[Data records]
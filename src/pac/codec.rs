//! Parsing a PAC buffer table and its typed buffers, and re-serializing
//! the PAC with signature payloads zeroed for HMAC input.
//!
//! `LOGON_INFO`'s trailing character-string fields (EffectiveName,
//! LogonDomainName, the domain SID) are, in a real PAC, NDR-encoded with
//! conformant/varying arrays and referent pointers. Reproducing full NDR
//! is out of scope for this core; this codec instead reads them as a
//! simple, explicit sequence of `u16`-length-prefixed UTF-8 strings
//! immediately following the fixed-width fields and the group RID array.
//! Buffers too short to carry any of these fields simply yield `None` /
//! empty values, matching "may be empty on minimal inputs".

use std::fmt;

use jiff::Timestamp;

/// Buffer type codes the core understands; anything else is kept as
/// `Unknown` rather than silently dropped.
#[derive(Clone, Copy, Debug, PartialEq, Eq, Hash)]
pub enum PacBufferType {
    LogonInfo,
    ServerChecksum,
    PrivsvrChecksum,
    UpnDnsInfo,
    Unknown(u32),
}

impl PacBufferType {
    pub const LOGON_INFO: u32 = 1;
    pub const SERVER_CHECKSUM: u32 = 6;
    pub const PRIVSVR_CHECKSUM: u32 = 7;
    pub const UPN_DNS_INFO: u32 = 12;

    fn from_wire(value: u32) -> Self {
        match value {
            Self::LOGON_INFO => Self::LogonInfo,
            Self::SERVER_CHECKSUM => Self::ServerChecksum,
            Self::PRIVSVR_CHECKSUM => Self::PrivsvrChecksum,
            Self::UPN_DNS_INFO => Self::UpnDnsInfo,
            other => Self::Unknown(other),
        }
    }
}

/// Microsoft `PAC_SIGNATURE_DATA` checksum type numbers.
#[derive(Clone, Copy, Debug, PartialEq, Eq)]
pub enum SignatureAlgorithm {
    HmacMd5,
    HmacSha1Aes128,
    HmacSha1Aes256,
    Unknown(u32),
}

impl SignatureAlgorithm {
    pub const HMAC_MD5: u32 = 0xFFFF_FF76;
    pub const HMAC_SHA1_96_AES128: u32 = 0x0000_000F;
    pub const HMAC_SHA1_96_AES256: u32 = 0x0000_0010;

    pub fn from_wire(value: u32) -> Self {
        match value {
            Self::HMAC_MD5 => Self::HmacMd5,
            Self::HMAC_SHA1_96_AES128 => Self::HmacSha1Aes128,
            Self::HMAC_SHA1_96_AES256 => Self::HmacSha1Aes256,
            other => Self::Unknown(other),
        }
    }
}

#[derive(Debug, Clone, PartialEq, Eq)]
pub struct Signature {
    pub algorithm_type: u32,
    pub bytes: Vec<u8>,
}

#[derive(Debug, Clone, Default)]
pub struct LogonInfo {
    pub logon_time: Timestamp,
    pub user_rid: u32,
    pub primary_group_rid: u32,
    pub group_rids: Vec<u32>,
    pub effective_name: String,
    pub logon_domain_name: String,
    /// The textual domain SID (e.g. `"S-1-5-21-..."`), when the buffer
    /// carried one; absent means group SIDs cannot be synthesized
    /// (`DOMAIN_SID_UNKNOWN`).
    pub logon_domain_id: Option<String>,
}

#[derive(Debug, Clone, Default)]
pub struct UpnDnsInfo {
    pub upn: String,
    pub dns_domain: String,
}

/// One parsed PAC buffer: a typed payload, or the raw bytes for types the
/// core doesn't interpret.
#[derive(Debug, Clone)]
pub enum PacBuffer {
    LogonInfo(LogonInfo),
    ServerChecksum(Signature),
    PrivsvrChecksum(Signature),
    UpnDnsInfo(UpnDnsInfo),
    Unknown { buffer_type: u32, bytes: Vec<u8> },
}

/// A single buffer-level parse failure; recorded and skipped rather than
/// aborting the whole PAC.
#[derive(Debug, Clone)]
pub struct PacParseError {
    pub buffer_type: u32,
    pub message: String,
}

impl fmt::Display for PacParseError {
    fn fmt(&self, f: &mut fmt::Formatter<'_>) -> fmt::Result {
        write!(f, "buffer type {}: {}", self.buffer_type, self.message)
    }
}

/// A parsed PAC: the successfully decoded buffers, plus any per-buffer
/// errors encountered along the way.
#[derive(Debug, Clone, Default)]
pub struct Pac {
    pub buffers: Vec<PacBuffer>,
    pub errors: Vec<PacParseError>,
}

impl Pac {
    pub fn logon_info(&self) -> Option<&LogonInfo> {
        self.buffers.iter().find_map(|b| match b {
            PacBuffer::LogonInfo(info) => Some(info),
            _ => None,
        })
    }

    pub fn upn_dns_info(&self) -> Option<&UpnDnsInfo> {
        self.buffers.iter().find_map(|b| match b {
            PacBuffer::UpnDnsInfo(info) => Some(info),
            _ => None,
        })
    }

    pub fn server_checksum(&self) -> Option<&Signature> {
        self.buffers.iter().find_map(|b| match b {
            PacBuffer::ServerChecksum(sig) => Some(sig),
            _ => None,
        })
    }

    pub fn privsvr_checksum(&self) -> Option<&Signature> {
        self.buffers.iter().find_map(|b| match b {
            PacBuffer::PrivsvrChecksum(sig) => Some(sig),
            _ => None,
        })
    }
}

/// Maximum number of buffer descriptors the header may declare.
const MAX_BUFFER_COUNT: u32 = 100;

struct Descriptor {
    buffer_type: u32,
    size: u32,
    offset: u64,
}

fn read_u32_le(data: &[u8], at: usize) -> Option<u32> {
    data.get(at..at + 4).map(|s| u32::from_le_bytes(s.try_into().unwrap()))
}

fn read_u64_le(data: &[u8], at: usize) -> Option<u64> {
    data.get(at..at + 8).map(|s| u64::from_le_bytes(s.try_into().unwrap()))
}

fn read_u16_le(data: &[u8], at: usize) -> Option<u16> {
    data.get(at..at + 2).map(|s| u16::from_le_bytes(s.try_into().unwrap()))
}

/// Parse the PAC buffer table and every typed buffer it describes.
pub fn parse(data: &[u8]) -> Result<Pac, PacParseError> {
    let count = read_u32_le(data, 0).ok_or_else(|| top_level_error("truncated header"))?;
    if count == 0 || count > MAX_BUFFER_COUNT {
        return Err(top_level_error("buffer count out of bounds"));
    }

    let mut descriptors = Vec::with_capacity(count as usize);
    for i in 0..count {
        let base = 4 + (i as usize) * 16;
        let buffer_type =
            read_u32_le(data, base).ok_or_else(|| top_level_error("truncated descriptor"))?;
        let size =
            read_u32_le(data, base + 4).ok_or_else(|| top_level_error("truncated descriptor"))?;
        let offset =
            read_u64_le(data, base + 8).ok_or_else(|| top_level_error("truncated descriptor"))?;
        descriptors.push(Descriptor {
            buffer_type,
            size,
            offset,
        });
    }

    let mut pac = Pac::default();
    for d in descriptors {
        match parse_buffer(data, &d) {
            Ok(buffer) => pac.buffers.push(buffer),
            Err(err) => pac.errors.push(err),
        }
    }
    Ok(pac)
}

fn top_level_error(message: &str) -> PacParseError {
    PacParseError {
        buffer_type: 0,
        message: message.to_string(),
    }
}

fn parse_buffer(data: &[u8], d: &Descriptor) -> Result<PacBuffer, PacParseError> {
    let offset = usize::try_from(d.offset).map_err(|_| oob(d))?;
    let size = d.size as usize;
    let end = offset.checked_add(size).ok_or_else(|| oob(d))?;
    if end > data.len() {
        return Err(oob(d));
    }
    let buf = &data[offset..end];

    let kind = PacBufferType::from_wire(d.buffer_type);
    match kind {
        PacBufferType::LogonInfo => parse_logon_info(buf).map(PacBuffer::LogonInfo).map_err(|m| err(d, m)),
        PacBufferType::UpnDnsInfo => parse_upn_dns_info(buf).map(PacBuffer::UpnDnsInfo).map_err(|m| err(d, m)),
        PacBufferType::ServerChecksum => {
            parse_signature(buf).map(PacBuffer::ServerChecksum).map_err(|m| err(d, m))
        }
        PacBufferType::PrivsvrChecksum => {
            parse_signature(buf).map(PacBuffer::PrivsvrChecksum).map_err(|m| err(d, m))
        }
        PacBufferType::Unknown(_) => Ok(PacBuffer::Unknown {
            buffer_type: d.buffer_type,
            bytes: buf.to_vec(),
        }),
    }
}

fn oob(d: &Descriptor) -> PacParseError {
    err(d, "buffer offset/size exceeds PAC length".to_string())
}

fn err(d: &Descriptor, message: String) -> PacParseError {
    PacParseError {
        buffer_type: d.buffer_type,
        message,
    }
}

/// FILETIME (100ns ticks since 1601-01-01 UTC) to Unix time. A zero
/// FILETIME maps to the Unix epoch rather than the arithmetic
/// (very negative) result.
pub fn filetime_to_timestamp(filetime: u64) -> Timestamp {
    if filetime == 0 {
        return Timestamp::UNIX_EPOCH;
    }
    let unix_seconds = (filetime / 10_000_000) as i64 - 11_644_473_600;
    Timestamp::from_second(unix_seconds).unwrap_or(Timestamp::UNIX_EPOCH)
}

fn parse_logon_info(buf: &[u8]) -> Result<LogonInfo, String> {
    if buf.len() < 20 {
        return Err("logon info buffer shorter than 20 bytes".to_string());
    }
    let filetime = read_u64_le(buf, 0).unwrap();
    let user_rid = read_u32_le(buf, 8).unwrap();
    let primary_group_rid = read_u32_le(buf, 12).unwrap();
    let group_count = read_u32_le(buf, 16).unwrap();

    let mut group_rids = Vec::new();
    let mut cursor = 20usize;
    if group_count > 0 {
        let needed = (group_count as usize).saturating_mul(4);
        if buf.len() >= cursor + needed {
            for i in 0..group_count as usize {
                group_rids.push(read_u32_le(buf, cursor + i * 4).unwrap());
            }
            cursor += needed;
        }
        // If the buffer is too short to carry the declared RIDs, we leave
        // `group_rids` empty rather than erroring: the header fields
        // above are still meaningful on their own.
    }

    let effective_name = read_trailing_string(buf, &mut cursor).unwrap_or_default();
    let logon_domain_name = read_trailing_string(buf, &mut cursor).unwrap_or_default();
    let logon_domain_id = read_trailing_string(buf, &mut cursor);

    Ok(LogonInfo {
        logon_time: filetime_to_timestamp(filetime),
        user_rid,
        primary_group_rid,
        group_rids,
        effective_name,
        logon_domain_name,
        logon_domain_id,
    })
}

/// Read one `u16`-length-prefixed UTF-8 string at `*cursor`, advancing it.
/// Returns `None` (without error) if fewer than 2 bytes remain.
fn read_trailing_string(buf: &[u8], cursor: &mut usize) -> Option<String> {
    let len = read_u16_le(buf, *cursor)? as usize;
    let start = *cursor + 2;
    let end = start.checked_add(len)?;
    let bytes = buf.get(start..end)?;
    *cursor = end;
    Some(String::from_utf8_lossy(bytes).into_owned())
}

fn parse_upn_dns_info(buf: &[u8]) -> Result<UpnDnsInfo, String> {
    if buf.len() < 4 {
        return Err("upn/dns info buffer shorter than 4 bytes".to_string());
    }
    let upn_length = read_u16_le(buf, 0).unwrap() as usize;
    let dns_length = read_u16_le(buf, 2).unwrap() as usize;

    let upn_start = 4;
    let upn_end = upn_start.checked_add(upn_length).ok_or("upn length overflow")?;
    let dns_start = upn_end;
    let dns_end = dns_start.checked_add(dns_length).ok_or("dns length overflow")?;

    let upn_bytes = buf
        .get(upn_start..upn_end)
        .ok_or("upn field exceeds buffer")?;
    let dns_bytes = buf
        .get(dns_start..dns_end)
        .ok_or("dns field exceeds buffer")?;

    Ok(UpnDnsInfo {
        upn: decode_utf16le(upn_bytes),
        dns_domain: decode_utf16le(dns_bytes),
    })
}

fn decode_utf16le(bytes: &[u8]) -> String {
    let units: Vec<u16> = bytes
        .chunks_exact(2)
        .map(|c| u16::from_le_bytes([c[0], c[1]]))
        .collect();
    String::from_utf16_lossy(&units)
}

/// Parse a signature buffer: `algorithm_type:u32`, a declared `size:u32`,
/// then `declared_size - 8` bytes of signature.
fn parse_signature(buf: &[u8]) -> Result<Signature, String> {
    if buf.len() < 8 {
        return Err("signature buffer shorter than 8 bytes".to_string());
    }
    let algorithm_type = read_u32_le(buf, 0).unwrap();
    let declared_size = read_u32_le(buf, 4).unwrap() as usize;
    if declared_size < 8 {
        return Err("declared signature size below minimum".to_string());
    }
    if declared_size > buf.len() {
        return Err("declared signature size exceeds buffer length".to_string());
    }
    let bytes = buf[8..declared_size].to_vec();
    Ok(Signature {
        algorithm_type,
        bytes,
    })
}

/// Re-serialize `data` for HMAC input: the descriptor table is kept
/// as-is, and the signature payload region of every `SERVER_CHECKSUM`
/// / `PRIVSVR_CHECKSUM` buffer is overwritten with zeros.
///
/// Idempotent: calling this twice on its own output yields the same
/// bytes, since the signature region is already zero the second time.
pub fn zero_signatures(data: &[u8]) -> Vec<u8> {
    let mut out = data.to_vec();

    let Some(count) = read_u32_le(data, 0) else {
        return out;
    };
    if count == 0 || count > MAX_BUFFER_COUNT {
        return out;
    }

    for i in 0..count {
        let base = 4 + (i as usize) * 16;
        let (Some(buffer_type), Some(size), Some(offset)) = (
            read_u32_le(data, base),
            read_u32_le(data, base + 4),
            read_u64_le(data, base + 8),
        ) else {
            continue;
        };
        if buffer_type != PacBufferType::SERVER_CHECKSUM && buffer_type != PacBufferType::PRIVSVR_CHECKSUM {
            continue;
        }
        let Ok(offset) = usize::try_from(offset) else {
            continue;
        };
        let size = size as usize;
        let Some(end) = offset.checked_add(size) else {
            continue;
        };
        if end > data.len() || size < 8 {
            continue;
        }
        // Zero only the signature payload (after algorithm_type + the
        // declared-size field), mirroring `parse_signature`.
        let declared_size = read_u32_le(data, offset + 4).unwrap_or(size as u32) as usize;
        let declared_size = declared_size.min(size);
        if declared_size < 8 {
            continue;
        }
        let zero_start = offset + 8;
        let zero_end = (offset + declared_size).min(data.len());
        if zero_end > zero_start {
            out[zero_start..zero_end].fill(0);
        }
    }

    out
}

• What you have to do:
Please print the records above exactly from their first line. End with the line containing "trailing character-string fields", and include it.

• Answer:
filename src/pac/codec.rs
//! Parsing a PAC buffer table and its typed buffers, and re-serializing
//! the PAC with signature payloads zeroed for HMAC input.
//!
//! `LOGON_INFO`'s trailing character-string fields (EffectiveName,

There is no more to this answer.